((
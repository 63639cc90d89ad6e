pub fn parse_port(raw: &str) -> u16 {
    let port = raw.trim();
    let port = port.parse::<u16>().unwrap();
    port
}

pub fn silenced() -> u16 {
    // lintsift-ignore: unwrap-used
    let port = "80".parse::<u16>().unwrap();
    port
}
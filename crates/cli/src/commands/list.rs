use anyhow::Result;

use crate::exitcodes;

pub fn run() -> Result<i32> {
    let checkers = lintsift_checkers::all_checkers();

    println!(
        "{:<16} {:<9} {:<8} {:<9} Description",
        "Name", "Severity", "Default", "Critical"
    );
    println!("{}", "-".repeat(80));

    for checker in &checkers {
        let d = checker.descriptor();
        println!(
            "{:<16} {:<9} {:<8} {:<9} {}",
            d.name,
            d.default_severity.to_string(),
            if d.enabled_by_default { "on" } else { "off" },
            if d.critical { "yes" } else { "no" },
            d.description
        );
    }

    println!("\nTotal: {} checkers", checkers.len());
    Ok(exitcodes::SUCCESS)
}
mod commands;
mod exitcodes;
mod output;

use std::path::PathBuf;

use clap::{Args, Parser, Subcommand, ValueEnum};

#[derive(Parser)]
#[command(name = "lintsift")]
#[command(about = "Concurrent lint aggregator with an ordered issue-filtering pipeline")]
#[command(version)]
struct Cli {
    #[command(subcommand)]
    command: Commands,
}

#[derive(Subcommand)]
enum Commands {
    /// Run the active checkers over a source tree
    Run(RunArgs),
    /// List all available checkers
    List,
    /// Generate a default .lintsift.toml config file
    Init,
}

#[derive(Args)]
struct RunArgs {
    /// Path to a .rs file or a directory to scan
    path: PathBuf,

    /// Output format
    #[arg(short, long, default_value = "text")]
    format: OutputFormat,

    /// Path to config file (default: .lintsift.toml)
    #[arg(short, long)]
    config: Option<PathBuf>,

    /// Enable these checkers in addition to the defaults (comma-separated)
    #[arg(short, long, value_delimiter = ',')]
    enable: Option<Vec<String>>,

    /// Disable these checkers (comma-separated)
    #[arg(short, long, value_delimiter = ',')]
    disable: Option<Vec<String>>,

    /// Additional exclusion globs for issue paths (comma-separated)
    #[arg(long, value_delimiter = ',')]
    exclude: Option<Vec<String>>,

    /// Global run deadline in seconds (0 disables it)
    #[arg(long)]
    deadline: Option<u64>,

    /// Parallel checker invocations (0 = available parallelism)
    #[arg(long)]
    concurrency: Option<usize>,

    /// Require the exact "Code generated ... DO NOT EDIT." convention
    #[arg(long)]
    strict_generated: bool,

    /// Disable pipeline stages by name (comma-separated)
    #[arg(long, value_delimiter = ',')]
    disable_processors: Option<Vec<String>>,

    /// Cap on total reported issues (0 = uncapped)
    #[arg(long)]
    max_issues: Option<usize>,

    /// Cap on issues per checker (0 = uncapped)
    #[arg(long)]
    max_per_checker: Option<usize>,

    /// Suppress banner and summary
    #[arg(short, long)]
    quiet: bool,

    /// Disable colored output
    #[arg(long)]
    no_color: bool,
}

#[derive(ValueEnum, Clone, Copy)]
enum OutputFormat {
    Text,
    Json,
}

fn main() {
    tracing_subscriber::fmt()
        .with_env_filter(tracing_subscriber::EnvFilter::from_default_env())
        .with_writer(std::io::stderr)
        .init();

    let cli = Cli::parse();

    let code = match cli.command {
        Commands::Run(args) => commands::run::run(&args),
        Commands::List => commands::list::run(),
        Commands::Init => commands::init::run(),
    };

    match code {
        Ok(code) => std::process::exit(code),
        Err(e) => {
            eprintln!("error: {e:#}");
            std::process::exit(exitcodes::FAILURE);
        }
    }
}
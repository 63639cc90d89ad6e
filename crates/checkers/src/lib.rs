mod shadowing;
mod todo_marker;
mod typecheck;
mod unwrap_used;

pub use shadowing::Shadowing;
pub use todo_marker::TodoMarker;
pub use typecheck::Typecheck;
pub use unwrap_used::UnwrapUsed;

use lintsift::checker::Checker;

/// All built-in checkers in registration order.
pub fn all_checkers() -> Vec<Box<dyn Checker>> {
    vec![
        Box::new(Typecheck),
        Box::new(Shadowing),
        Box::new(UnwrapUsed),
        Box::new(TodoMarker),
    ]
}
))
((
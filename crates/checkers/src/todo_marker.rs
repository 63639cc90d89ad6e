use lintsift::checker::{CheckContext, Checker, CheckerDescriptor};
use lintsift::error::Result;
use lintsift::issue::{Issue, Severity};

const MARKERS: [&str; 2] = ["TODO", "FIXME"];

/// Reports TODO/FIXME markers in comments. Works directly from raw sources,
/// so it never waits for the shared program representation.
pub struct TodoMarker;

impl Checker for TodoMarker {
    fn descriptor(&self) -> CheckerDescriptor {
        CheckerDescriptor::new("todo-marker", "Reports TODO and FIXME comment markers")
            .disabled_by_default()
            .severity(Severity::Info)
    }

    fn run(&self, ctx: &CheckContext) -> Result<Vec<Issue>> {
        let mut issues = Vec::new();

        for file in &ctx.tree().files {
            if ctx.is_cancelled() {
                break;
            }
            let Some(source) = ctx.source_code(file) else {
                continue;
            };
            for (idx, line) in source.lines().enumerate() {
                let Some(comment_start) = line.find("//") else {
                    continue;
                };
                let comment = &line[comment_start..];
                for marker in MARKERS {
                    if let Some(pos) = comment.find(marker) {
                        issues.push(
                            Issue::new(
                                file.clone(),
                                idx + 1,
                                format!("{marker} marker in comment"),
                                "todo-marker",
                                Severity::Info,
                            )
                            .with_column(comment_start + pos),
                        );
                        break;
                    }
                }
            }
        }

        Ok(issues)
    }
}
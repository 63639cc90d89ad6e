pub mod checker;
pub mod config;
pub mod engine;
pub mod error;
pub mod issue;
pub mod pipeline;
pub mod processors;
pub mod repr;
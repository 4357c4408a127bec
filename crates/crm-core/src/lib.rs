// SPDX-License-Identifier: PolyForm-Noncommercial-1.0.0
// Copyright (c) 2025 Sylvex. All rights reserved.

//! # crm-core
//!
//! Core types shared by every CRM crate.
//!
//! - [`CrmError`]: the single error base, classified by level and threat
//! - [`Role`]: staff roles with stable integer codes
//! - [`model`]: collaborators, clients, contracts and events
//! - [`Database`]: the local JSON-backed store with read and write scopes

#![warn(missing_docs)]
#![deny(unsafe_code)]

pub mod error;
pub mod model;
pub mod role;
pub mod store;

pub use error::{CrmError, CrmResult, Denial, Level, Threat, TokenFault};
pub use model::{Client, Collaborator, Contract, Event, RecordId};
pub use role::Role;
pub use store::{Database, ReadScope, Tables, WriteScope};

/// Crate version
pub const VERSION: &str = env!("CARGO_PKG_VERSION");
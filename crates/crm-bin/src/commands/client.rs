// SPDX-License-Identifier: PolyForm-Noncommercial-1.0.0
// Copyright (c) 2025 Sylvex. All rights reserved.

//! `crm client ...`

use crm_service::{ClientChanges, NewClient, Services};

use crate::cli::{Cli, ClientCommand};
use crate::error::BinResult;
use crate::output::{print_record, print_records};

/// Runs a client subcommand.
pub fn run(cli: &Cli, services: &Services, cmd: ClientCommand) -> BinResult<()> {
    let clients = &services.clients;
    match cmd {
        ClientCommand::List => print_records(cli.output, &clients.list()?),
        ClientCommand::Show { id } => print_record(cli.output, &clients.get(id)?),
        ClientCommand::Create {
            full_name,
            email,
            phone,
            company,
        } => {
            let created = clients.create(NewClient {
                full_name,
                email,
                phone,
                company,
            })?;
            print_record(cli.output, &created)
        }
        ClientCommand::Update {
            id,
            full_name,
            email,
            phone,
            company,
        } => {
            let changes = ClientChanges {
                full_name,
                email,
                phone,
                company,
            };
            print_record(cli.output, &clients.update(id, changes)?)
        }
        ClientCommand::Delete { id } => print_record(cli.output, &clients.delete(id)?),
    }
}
))
▸ About this task:
Please return all lines in the material above that include the word "shared".

▸ Response area:
/// so it never waits for the shared program representation.
//! Core types shared by every CRM crate.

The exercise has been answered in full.